WHAT YOU SHOULD DO: Your answer should be the lines of the material that include the word "combined".

SOURCE RECORDS Start Marker

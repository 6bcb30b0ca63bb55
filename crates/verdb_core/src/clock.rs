//! Monotonic timestamp source.

use parking_lot::Mutex;
use std::time::{SystemTime, UNIX_EPOCH};

/// A source of UTC timestamps, in float seconds since the epoch.
///
/// The controller stamps every written row from an injected `Clock`, so
/// tests can supply a deterministic implementation.
pub trait Clock: Send + Sync {
    /// Returns the next timestamp.
    ///
    /// Implementations must return strictly increasing values across calls
    /// from the same instance.
    fn now_secs(&self) -> f64;
}

/// A wall-clock-backed clock that never repeats a value.
///
/// Each call returns a value strictly greater than every previous return,
/// even when the wall clock reports an equal or smaller reading. On
/// collision, the previous result is advanced to the next representable
/// `f64` above it; adding a fixed epsilon instead could round away at large
/// magnitudes.
///
/// History ordering and nearest-version-at-date queries both rely on this
/// strict total order. The state is one last-returned cell per instance:
/// two processes sharing a backend each get timestamps monotonic only
/// within themselves, so cross-process total ordering is not guaranteed.
#[derive(Debug, Default)]
pub struct MonotonicClock {
    last: Mutex<f64>,
}

impl MonotonicClock {
    /// Creates a new monotonic clock.
    #[must_use]
    pub fn new() -> Self {
        Self::default()
    }

    fn wall_secs() -> f64 {
        SystemTime::now()
            .duration_since(UNIX_EPOCH)
            .unwrap_or_default()
            .as_secs_f64()
    }
}

impl Clock for MonotonicClock {
    fn now_secs(&self) -> f64 {
        let mut last = self.last.lock();
        let wall = Self::wall_secs();
        let next = if wall > *last { wall } else { next_up(*last) };
        *last = next;
        next
    }
}

/// Returns the smallest `f64` strictly greater than `x`.
///
/// Only valid for non-negative finite inputs, which is all a timestamp
/// can be.
fn next_up(x: f64) -> f64 {
    f64::from_bits(x.to_bits() + 1)
}

/// A deterministic clock for tests: starts at a fixed value and advances
/// by a fixed step on every call.
#[derive(Debug)]
pub struct StepClock {
    next: Mutex<f64>,
    step: f64,
}

impl StepClock {
    /// Creates a clock whose first reading is `start`, stepping by `step`.
    #[must_use]
    pub fn new(start: f64, step: f64) -> Self {
        Self {
            next: Mutex::new(start),
            step,
        }
    }
}

impl Clock for StepClock {
    fn now_secs(&self) -> f64 {
        let mut next = self.next.lock();
        let value = *next;
        *next += self.step;
        value
    }
}
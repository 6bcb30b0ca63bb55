//! History queries and entry diffs.

use crate::diff::{diff, DiffEntry};
use crate::entry::EntryId;
use crate::error::{CoreError, CoreResult};
use crate::ledger::{Ledger, ScanFilter};
use crate::version::{EntryVersion, Operation};
use serde::Serialize;
use serde_json::Value;
use std::sync::Arc;

/// Filters for a history query. All fields combine with AND; an empty
/// filter matches a resource's entire combined history.
#[derive(Debug, Clone, Default)]
pub struct HistoryFilter {
    /// Restrict to rows written by this editor.
    pub editor: Option<String>,
    /// Restrict to one entity.
    pub entity_id: Option<EntryId>,
    /// Inclusive lower timestamp bound.
    pub from_date: Option<f64>,
    /// Inclusive upper timestamp bound.
    pub to_date: Option<f64>,
    /// Inclusive lower version bound.
    pub from_version: Option<u64>,
    /// Inclusive upper version bound.
    pub to_version: Option<u64>,
}

impl HistoryFilter {
    /// Creates an empty filter.
    #[must_use]
    pub fn new() -> Self {
        Self::default()
    }

    /// Restricts to one entity.
    #[must_use]
    pub fn entity(mut self, entity_id: EntryId) -> Self {
        self.entity_id = Some(entity_id);
        self
    }

    /// Restricts to one editor.
    #[must_use]
    pub fn editor(mut self, editor: impl Into<String>) -> Self {
        self.editor = Some(editor.into());
        self
    }

    /// Bounds the date range (inclusive).
    #[must_use]
    pub fn dates(mut self, from: Option<f64>, to: Option<f64>) -> Self {
        self.from_date = from;
        self.to_date = to;
        self
    }

    /// Bounds the version range (inclusive).
    #[must_use]
    pub fn versions(mut self, from: Option<u64>, to: Option<u64>) -> Self {
        self.from_version = from;
        self.to_version = to;
        self
    }

    fn to_scan(&self) -> ScanFilter {
        let mut scan = ScanFilter::new()
            .timestamps(self.from_date, self.to_date)
            .versions(self.from_version, self.to_version);
        if let Some(entity_id) = self.entity_id {
            scan = scan.entity(entity_id);
        }
        if let Some(editor) = &self.editor {
            scan = scan.editor(editor.clone());
        }
        scan
    }
}

/// One row of a history page: a version's metadata plus its diff against
/// the immediately preceding version of the same entity.
#[derive(Debug, Clone, PartialEq, Serialize)]
pub struct HistoryEntry {
    /// The entity the row belongs to.
    pub entity_id: EntryId,
    /// The row's version.
    pub version: u64,
    /// The row's timestamp.
    pub timestamp: f64,
    /// The acting user.
    pub editor: String,
    /// The edit comment.
    pub message: String,
    /// The kind of write.
    pub operation: Operation,
    /// Diff against the previous version (against emptiness for version 1,
    /// so an added row's diff is all-added entries).
    pub diff: Vec<DiffEntry>,
}

/// A filtered, paginated slice of one resource's combined history.
#[derive(Debug, Clone, PartialEq, Serialize)]
pub struct HistoryPage {
    /// The rows of this page, timestamp ascending.
    pub entries: Vec<HistoryEntry>,
    /// Total matching rows, independent of pagination.
    pub total: usize,
}

/// A request for a diff between two points of one entry's history.
///
/// Each side resolves independently, first match wins:
/// - from: `from_version`, else `from_date` (nearest at/after), else the
///   oldest version
/// - to: `to_version`, else `to_date` (nearest at/before), else
///   `candidate_body` (a body not yet stored), else the current head
#[derive(Debug, Clone, Default)]
pub struct DiffRequest {
    /// Explicit lower version.
    pub from_version: Option<u64>,
    /// Lower bound as a date: nearest version at or after it.
    pub from_date: Option<f64>,
    /// Explicit upper version.
    pub to_version: Option<u64>,
    /// Upper bound as a date: nearest version at or before it.
    pub to_date: Option<f64>,
    /// A caller-supplied body to diff against instead of a stored row.
    pub candidate_body: Option<Value>,
}

/// The result of a [`DiffRequest`].
#[derive(Debug, Clone, PartialEq, Serialize)]
pub struct DiffResult {
    /// The structural diff between the two resolved snapshots.
    pub diff: Vec<DiffEntry>,
    /// The resolved lower version.
    pub from_version: u64,
    /// The resolved upper version; `None` when the upper side was a
    /// candidate body.
    pub to_version: Option<u64>,
}

/// Read-only query engine over the ledger.
pub struct HistoryEngine {
    ledger: Arc<Ledger>,
}

impl HistoryEngine {
    /// Creates a history engine over a ledger.
    pub fn new(ledger: Arc<Ledger>) -> Self {
        Self { ledger }
    }

    /// Answers a filtered, paginated history request.
    ///
    /// Rows come back in timestamp order, ascending, sliced to
    /// `page * page_size .. + page_size`. Each row carries its diff
    /// against the immediately preceding version of the same entity.
    pub fn get_history(
        &self,
        partition: &str,
        filter: &HistoryFilter,
        page: usize,
        page_size: usize,
    ) -> CoreResult<HistoryPage> {
        let scan = filter.to_scan();
        let total = self.ledger.count(partition, &scan)?;

        let paged = scan.paginate(page * page_size, Some(page_size));
        let mut entries = Vec::new();
        for row in self.ledger.scan(partition, &paged)? {
            let row = row?;
            let diff = self.diff_against_previous(partition, &row)?;
            entries.push(HistoryEntry {
                entity_id: row.entity_id,
                version: row.version,
                timestamp: row.timestamp,
                editor: row.editor,
                message: row.message,
                operation: row.operation,
                diff,
            });
        }

        Ok(HistoryPage { entries, total })
    }

    /// Computes a diff between two points of one entry's history.
    ///
    /// # Errors
    ///
    /// Returns `CoreError::DiffImpossible` if either side resolves to no
    /// snapshot, e.g. a `to_date` before the entity existed.
    pub fn get_entry_diff(
        &self,
        partition: &str,
        entity_id: EntryId,
        request: &DiffRequest,
    ) -> CoreResult<DiffResult> {
        let from = self.resolve_from(partition, &entity_id, request)?;

        // A candidate body stands in for the upper side only when no
        // stored snapshot is named.
        if request.to_version.is_none() && request.to_date.is_none() {
            if let Some(candidate) = &request.candidate_body {
                return Ok(DiffResult {
                    diff: diff(&from.body, candidate),
                    from_version: from.version,
                    to_version: None,
                });
            }
        }

        let to = self.resolve_to(partition, &entity_id, request)?;
        Ok(DiffResult {
            diff: diff(&from.body, &to.body),
            from_version: from.version,
            to_version: Some(to.version),
        })
    }

    fn resolve_from(
        &self,
        partition: &str,
        entity_id: &EntryId,
        request: &DiffRequest,
    ) -> CoreResult<EntryVersion> {
        let resolved = if let Some(version) = request.from_version {
            self.ledger.at_version(partition, entity_id, version)?
        } else if let Some(date) = request.from_date {
            self.ledger.at_or_after(partition, entity_id, date)?
        } else {
            self.ledger.at_version(partition, entity_id, 1)?
        };
        resolved.ok_or_else(|| {
            CoreError::diff_impossible(format!(
                "no snapshot for the lower side of entity {entity_id}"
            ))
        })
    }

    fn resolve_to(
        &self,
        partition: &str,
        entity_id: &EntryId,
        request: &DiffRequest,
    ) -> CoreResult<EntryVersion> {
        let resolved = if let Some(version) = request.to_version {
            self.ledger.at_version(partition, entity_id, version)?
        } else if let Some(date) = request.to_date {
            self.ledger.at_or_before(partition, entity_id, date)?
        } else {
            self.ledger.head(partition, entity_id)?
        };
        resolved.ok_or_else(|| {
            CoreError::diff_impossible(format!(
                "no snapshot for the upper side of entity {entity_id}"
            ))
        })
    }

    fn diff_against_previous(
        &self,
        partition: &str,
        row: &EntryVersion,
    ) -> CoreResult<Vec<DiffEntry>> {
        let previous_body = if row.version > 1 {
            self.ledger
                .at_version(partition, &row.entity_id, row.version - 1)?
                .map(|prev| prev.body)
                .unwrap_or_else(|| Value::Object(serde_json::Map::new()))
        } else {
            Value::Object(serde_json::Map::new())
        };
        Ok(diff(&previous_body, &row.body))
    }
}

impl std::fmt::Debug for HistoryEngine {
    fn fmt(&self, f: &mut std::fmt::Formatter<'_>) -> std::fmt::Result {
        f.debug_struct("HistoryEngine").finish_non_exhaustive()
    }
}
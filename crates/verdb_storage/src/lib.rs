//! # VerDB Storage
//!
//! Ledger backend trait and implementations for VerDB.
//!
//! This crate provides the lowest-level storage abstraction for VerDB.
//! Ledger backends are **opaque keyed row stores** - they do not interpret
//! the rows they store.
//!
//! ## Design Principles
//!
//! - Backends store opaque byte rows keyed by `(entity, version)` inside
//!   named partitions (one partition per resource)
//! - `insert` is an atomic insert-if-absent: it is the uniqueness constraint
//!   that optimistic concurrency builds on
//! - No knowledge of VerDB row formats, diffs, or version semantics
//! - Must be `Send + Sync` for concurrent access
//!
//! ## Available Backends
//!
//! - [`MemoryBackend`] - For testing and ephemeral stores
//!
//! ## Example
//!
//! ```rust
//! use verdb_storage::{LedgerBackend, MemoryBackend, RowKey};
//!
//! let backend = MemoryBackend::new();
//! let key = RowKey::new([1u8; 16], 1);
//! backend.insert("cities", key, vec![1, 2, 3]).unwrap();
//! assert_eq!(backend.get("cities", &key).unwrap(), Some(vec![1, 2, 3]));
//! ```

mod backend;
mod error;
mod memory;

pub use backend::{LedgerBackend, RowKey};
pub use error::{StorageError, StorageResult};
pub use memory::MemoryBackend;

SOURCE RECORDS End Marker

REPLY:
/// filter matches a resource's entire combined history.
/// A filtered, paginated slice of one resource's combined history.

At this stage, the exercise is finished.